Brief =
Could you set down exactly the lines of the data below, starting at the one that holds "assert_eq!(out.0.last(), Some(&(10, 0)));" and ending at the one that holds "20.0, 10.0).convert(40, 20).unwrap();", both included, and only those?

Dataset entries:
▼▼▼

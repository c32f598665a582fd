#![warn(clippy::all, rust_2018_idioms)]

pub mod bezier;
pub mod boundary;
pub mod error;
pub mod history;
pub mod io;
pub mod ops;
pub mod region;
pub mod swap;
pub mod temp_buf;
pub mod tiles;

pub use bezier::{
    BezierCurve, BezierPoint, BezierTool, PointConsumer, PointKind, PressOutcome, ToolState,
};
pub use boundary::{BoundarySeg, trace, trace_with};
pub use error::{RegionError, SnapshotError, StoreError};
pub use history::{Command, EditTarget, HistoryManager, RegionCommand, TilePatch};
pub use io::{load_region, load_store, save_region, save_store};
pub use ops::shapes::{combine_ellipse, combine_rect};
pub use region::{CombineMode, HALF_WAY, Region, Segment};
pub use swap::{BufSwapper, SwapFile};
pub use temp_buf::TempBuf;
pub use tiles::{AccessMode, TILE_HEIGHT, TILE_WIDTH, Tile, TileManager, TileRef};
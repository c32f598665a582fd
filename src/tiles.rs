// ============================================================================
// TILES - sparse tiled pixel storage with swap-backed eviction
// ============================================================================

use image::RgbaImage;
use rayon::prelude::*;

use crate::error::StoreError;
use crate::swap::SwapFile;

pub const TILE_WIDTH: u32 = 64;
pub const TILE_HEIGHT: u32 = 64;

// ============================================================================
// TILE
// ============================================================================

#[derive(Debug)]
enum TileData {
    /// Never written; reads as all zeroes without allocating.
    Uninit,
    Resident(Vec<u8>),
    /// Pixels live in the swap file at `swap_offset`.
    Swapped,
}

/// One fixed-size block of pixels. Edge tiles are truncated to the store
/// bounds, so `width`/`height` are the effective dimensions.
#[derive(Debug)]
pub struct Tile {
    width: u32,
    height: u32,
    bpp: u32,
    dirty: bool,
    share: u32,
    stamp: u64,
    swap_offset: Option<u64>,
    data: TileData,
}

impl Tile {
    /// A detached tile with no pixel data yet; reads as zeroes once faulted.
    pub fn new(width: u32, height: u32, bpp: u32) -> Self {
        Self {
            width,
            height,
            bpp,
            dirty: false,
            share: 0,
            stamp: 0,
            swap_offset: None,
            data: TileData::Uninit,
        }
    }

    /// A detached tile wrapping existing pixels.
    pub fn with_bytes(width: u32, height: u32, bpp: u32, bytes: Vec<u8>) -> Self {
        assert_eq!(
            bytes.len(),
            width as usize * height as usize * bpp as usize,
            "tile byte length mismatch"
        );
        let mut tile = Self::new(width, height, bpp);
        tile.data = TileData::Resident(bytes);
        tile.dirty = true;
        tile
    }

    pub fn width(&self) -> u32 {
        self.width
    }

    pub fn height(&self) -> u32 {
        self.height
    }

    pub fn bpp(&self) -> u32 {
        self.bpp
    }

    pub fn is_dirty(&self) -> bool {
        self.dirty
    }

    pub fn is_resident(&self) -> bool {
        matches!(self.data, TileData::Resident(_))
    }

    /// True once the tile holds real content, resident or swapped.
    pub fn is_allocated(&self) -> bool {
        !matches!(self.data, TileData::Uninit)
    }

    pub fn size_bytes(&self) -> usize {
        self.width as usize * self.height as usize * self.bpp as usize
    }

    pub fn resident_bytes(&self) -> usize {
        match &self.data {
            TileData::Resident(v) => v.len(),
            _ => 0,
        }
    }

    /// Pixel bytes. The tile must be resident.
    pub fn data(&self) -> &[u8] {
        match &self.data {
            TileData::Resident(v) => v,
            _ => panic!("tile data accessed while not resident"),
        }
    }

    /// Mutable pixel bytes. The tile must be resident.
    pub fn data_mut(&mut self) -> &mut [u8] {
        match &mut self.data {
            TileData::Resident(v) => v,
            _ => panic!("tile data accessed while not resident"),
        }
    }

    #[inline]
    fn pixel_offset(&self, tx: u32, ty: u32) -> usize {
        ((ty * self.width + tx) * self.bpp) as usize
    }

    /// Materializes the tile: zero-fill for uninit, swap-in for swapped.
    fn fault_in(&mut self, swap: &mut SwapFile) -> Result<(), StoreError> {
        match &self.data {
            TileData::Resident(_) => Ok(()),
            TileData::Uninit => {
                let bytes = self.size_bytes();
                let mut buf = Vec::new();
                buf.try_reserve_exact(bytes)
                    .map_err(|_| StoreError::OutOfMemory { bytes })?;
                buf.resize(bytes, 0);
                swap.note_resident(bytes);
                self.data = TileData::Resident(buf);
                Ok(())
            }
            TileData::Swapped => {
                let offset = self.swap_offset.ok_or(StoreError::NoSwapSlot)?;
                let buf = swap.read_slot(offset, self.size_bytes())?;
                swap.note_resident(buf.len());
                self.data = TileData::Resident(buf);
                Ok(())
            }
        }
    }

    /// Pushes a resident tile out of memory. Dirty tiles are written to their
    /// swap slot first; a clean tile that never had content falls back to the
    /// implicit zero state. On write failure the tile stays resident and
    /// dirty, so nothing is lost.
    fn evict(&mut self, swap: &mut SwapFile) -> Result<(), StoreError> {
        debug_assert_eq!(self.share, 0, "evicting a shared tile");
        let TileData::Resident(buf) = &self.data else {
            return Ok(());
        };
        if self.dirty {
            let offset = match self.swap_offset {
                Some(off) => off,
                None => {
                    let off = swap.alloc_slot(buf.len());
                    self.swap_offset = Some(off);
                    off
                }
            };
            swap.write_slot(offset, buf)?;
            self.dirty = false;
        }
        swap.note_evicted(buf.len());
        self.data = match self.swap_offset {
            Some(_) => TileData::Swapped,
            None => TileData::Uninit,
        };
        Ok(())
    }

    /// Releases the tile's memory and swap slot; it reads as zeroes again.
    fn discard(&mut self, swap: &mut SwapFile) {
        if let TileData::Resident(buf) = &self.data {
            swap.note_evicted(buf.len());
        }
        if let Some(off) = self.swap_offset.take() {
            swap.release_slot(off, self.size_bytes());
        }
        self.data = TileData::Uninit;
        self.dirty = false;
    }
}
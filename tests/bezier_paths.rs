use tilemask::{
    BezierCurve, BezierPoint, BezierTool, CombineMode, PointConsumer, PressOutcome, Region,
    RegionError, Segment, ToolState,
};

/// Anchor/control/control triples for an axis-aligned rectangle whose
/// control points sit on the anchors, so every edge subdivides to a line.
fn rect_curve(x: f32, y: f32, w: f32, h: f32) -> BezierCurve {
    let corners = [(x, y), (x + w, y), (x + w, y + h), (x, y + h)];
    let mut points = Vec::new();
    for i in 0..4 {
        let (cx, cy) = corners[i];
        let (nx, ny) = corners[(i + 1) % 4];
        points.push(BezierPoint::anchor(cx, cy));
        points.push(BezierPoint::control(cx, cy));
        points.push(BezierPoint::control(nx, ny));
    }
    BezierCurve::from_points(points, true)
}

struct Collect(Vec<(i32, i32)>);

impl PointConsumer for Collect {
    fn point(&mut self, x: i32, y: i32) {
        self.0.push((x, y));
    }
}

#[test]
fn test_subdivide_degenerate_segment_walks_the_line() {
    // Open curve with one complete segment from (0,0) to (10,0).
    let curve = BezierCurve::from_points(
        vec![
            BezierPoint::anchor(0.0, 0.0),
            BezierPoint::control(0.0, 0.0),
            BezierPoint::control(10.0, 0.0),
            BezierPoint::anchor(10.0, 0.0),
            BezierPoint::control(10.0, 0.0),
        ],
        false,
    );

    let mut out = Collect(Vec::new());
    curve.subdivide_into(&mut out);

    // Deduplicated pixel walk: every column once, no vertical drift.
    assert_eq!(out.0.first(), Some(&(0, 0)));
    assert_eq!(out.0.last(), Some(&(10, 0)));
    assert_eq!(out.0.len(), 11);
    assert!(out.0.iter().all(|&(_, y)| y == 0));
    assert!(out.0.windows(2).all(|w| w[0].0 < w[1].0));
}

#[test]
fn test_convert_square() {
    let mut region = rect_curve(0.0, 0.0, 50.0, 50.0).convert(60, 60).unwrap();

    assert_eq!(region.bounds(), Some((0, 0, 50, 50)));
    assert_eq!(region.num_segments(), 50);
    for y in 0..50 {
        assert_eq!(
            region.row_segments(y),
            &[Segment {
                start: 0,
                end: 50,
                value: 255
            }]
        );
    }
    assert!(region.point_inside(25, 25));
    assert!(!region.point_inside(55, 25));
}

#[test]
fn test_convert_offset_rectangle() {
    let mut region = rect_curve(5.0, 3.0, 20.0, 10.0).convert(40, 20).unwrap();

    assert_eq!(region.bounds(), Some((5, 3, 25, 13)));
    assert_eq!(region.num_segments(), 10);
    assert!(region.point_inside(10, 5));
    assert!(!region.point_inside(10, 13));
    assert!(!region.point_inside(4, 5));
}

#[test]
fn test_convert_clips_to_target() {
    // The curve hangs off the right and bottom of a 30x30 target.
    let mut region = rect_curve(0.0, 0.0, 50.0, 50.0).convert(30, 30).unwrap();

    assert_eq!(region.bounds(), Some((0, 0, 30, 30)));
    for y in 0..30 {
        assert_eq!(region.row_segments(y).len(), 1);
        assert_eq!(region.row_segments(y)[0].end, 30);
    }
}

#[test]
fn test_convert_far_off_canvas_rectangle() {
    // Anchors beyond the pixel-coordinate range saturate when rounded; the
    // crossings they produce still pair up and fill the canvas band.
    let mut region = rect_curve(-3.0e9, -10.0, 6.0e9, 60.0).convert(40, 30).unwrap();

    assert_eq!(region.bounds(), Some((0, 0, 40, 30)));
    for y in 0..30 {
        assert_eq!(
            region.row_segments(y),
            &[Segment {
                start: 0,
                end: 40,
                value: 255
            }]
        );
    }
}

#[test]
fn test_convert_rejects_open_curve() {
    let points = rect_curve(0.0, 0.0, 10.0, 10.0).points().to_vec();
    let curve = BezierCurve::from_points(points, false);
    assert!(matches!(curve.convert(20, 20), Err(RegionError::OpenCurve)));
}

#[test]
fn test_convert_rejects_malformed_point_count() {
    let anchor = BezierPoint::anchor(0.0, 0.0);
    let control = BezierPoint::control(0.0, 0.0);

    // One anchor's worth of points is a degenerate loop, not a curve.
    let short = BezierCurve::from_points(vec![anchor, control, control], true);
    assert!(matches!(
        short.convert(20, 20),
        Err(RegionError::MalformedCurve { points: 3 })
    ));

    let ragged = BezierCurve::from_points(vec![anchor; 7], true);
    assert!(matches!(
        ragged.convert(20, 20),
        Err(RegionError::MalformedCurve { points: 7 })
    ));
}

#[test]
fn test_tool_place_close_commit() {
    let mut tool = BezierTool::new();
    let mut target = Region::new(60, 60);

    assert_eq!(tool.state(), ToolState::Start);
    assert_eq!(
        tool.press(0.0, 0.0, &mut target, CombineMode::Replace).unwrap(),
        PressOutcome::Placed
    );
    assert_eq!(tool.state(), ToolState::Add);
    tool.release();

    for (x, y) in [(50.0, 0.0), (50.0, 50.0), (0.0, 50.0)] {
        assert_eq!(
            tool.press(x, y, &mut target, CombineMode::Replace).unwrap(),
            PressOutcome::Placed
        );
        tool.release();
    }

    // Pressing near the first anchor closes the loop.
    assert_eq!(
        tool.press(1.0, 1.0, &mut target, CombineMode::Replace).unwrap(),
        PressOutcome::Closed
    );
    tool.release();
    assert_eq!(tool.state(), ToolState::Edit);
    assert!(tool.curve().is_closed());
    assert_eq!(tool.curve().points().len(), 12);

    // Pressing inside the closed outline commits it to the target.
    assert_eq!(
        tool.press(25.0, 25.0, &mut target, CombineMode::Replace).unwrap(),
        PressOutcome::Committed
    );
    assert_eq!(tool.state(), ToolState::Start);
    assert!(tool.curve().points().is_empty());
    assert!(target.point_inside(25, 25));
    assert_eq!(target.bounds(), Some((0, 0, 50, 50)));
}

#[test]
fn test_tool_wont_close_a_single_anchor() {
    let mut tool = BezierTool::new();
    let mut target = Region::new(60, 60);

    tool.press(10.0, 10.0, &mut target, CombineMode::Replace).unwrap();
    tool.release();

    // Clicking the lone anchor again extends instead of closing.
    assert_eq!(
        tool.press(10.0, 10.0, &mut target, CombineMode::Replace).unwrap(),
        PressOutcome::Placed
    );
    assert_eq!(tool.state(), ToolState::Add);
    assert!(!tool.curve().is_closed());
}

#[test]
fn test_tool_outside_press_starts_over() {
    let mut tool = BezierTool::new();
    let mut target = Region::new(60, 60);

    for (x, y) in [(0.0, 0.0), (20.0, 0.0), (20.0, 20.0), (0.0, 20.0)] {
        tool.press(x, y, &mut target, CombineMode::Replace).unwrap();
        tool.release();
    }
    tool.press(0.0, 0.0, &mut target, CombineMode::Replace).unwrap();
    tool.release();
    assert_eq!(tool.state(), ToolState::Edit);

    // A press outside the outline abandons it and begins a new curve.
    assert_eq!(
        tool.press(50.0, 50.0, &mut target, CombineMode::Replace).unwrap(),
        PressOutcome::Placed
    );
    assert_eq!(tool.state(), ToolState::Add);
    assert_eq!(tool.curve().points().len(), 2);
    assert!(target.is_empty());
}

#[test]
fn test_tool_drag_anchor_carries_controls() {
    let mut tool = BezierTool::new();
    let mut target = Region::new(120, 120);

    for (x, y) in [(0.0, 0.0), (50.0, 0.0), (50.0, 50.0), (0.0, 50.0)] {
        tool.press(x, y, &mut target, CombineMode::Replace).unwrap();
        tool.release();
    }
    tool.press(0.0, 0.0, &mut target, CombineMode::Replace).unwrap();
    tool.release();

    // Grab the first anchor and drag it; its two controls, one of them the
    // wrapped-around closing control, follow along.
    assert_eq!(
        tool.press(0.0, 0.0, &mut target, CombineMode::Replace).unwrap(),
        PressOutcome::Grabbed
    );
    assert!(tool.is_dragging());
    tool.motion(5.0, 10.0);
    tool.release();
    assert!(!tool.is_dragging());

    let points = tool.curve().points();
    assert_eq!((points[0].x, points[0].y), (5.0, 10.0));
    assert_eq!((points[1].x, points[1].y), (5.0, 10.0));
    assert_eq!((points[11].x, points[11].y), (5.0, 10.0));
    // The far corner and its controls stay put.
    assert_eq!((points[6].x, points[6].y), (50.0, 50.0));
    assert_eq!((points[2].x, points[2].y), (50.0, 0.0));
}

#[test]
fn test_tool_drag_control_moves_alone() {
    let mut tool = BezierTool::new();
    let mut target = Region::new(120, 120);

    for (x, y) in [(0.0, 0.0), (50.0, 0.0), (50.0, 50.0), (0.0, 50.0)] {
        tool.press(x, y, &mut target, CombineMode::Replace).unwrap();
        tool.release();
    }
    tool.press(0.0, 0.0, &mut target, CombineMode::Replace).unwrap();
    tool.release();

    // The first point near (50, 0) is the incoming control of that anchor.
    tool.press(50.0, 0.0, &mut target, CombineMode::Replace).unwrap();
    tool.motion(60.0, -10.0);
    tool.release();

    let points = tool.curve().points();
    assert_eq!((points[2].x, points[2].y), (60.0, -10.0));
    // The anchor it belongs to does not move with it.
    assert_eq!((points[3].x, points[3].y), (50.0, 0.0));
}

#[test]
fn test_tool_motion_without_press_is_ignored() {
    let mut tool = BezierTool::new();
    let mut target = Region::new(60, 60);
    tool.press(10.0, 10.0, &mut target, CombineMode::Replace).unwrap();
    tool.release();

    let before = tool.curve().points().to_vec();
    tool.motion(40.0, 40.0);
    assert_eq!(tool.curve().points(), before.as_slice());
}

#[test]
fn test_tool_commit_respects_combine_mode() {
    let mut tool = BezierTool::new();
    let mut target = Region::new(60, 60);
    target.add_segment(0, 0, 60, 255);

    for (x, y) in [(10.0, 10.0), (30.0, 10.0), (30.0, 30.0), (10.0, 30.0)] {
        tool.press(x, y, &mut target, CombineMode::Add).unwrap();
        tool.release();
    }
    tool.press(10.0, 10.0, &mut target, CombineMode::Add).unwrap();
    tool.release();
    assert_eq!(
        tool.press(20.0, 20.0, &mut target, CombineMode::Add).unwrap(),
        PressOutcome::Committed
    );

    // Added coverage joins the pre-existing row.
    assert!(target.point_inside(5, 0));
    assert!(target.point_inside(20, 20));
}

▲▲▲
▼▼▼

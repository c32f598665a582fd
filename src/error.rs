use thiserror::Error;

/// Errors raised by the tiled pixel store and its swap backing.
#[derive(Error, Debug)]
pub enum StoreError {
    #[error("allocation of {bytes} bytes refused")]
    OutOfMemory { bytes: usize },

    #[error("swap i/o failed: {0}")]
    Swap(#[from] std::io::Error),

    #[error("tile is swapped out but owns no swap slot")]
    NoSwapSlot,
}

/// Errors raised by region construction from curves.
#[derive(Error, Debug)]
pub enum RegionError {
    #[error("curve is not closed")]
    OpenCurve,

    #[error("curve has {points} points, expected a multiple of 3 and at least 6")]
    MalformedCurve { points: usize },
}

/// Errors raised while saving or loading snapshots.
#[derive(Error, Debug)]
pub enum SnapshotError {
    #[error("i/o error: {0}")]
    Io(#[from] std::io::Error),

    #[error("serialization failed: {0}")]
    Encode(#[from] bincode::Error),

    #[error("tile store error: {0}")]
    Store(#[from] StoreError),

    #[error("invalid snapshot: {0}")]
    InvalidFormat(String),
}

▲▲▲

Your solution =
    assert_eq!(out.0.last(), Some(&(10, 0)));
    assert_eq!(out.0.len(), 11);
    assert!(out.0.iter().all(|&(_, y)| y == 0));
    assert!(out.0.windows(2).all(|w| w[0].0 < w[1].0));
}

#[test]
fn test_convert_square() {
    let mut region = rect_curve(0.0, 0.0, 50.0, 50.0).convert(60, 60).unwrap();

    assert_eq!(region.bounds(), Some((0, 0, 50, 50)));
    assert_eq!(region.num_segments(), 50);
    for y in 0..50 {
        assert_eq!(
            region.row_segments(y),
            &[Segment {
                start: 0,
                end: 50,
                value: 255
            }]
        );
    }
    assert!(region.point_inside(25, 25));
    assert!(!region.point_inside(55, 25));
}

#[test]
fn test_convert_offset_rectangle() {
    let mut region = rect_curve(5.0, 3.0, 20.0, 10.0).convert(40, 20).unwrap();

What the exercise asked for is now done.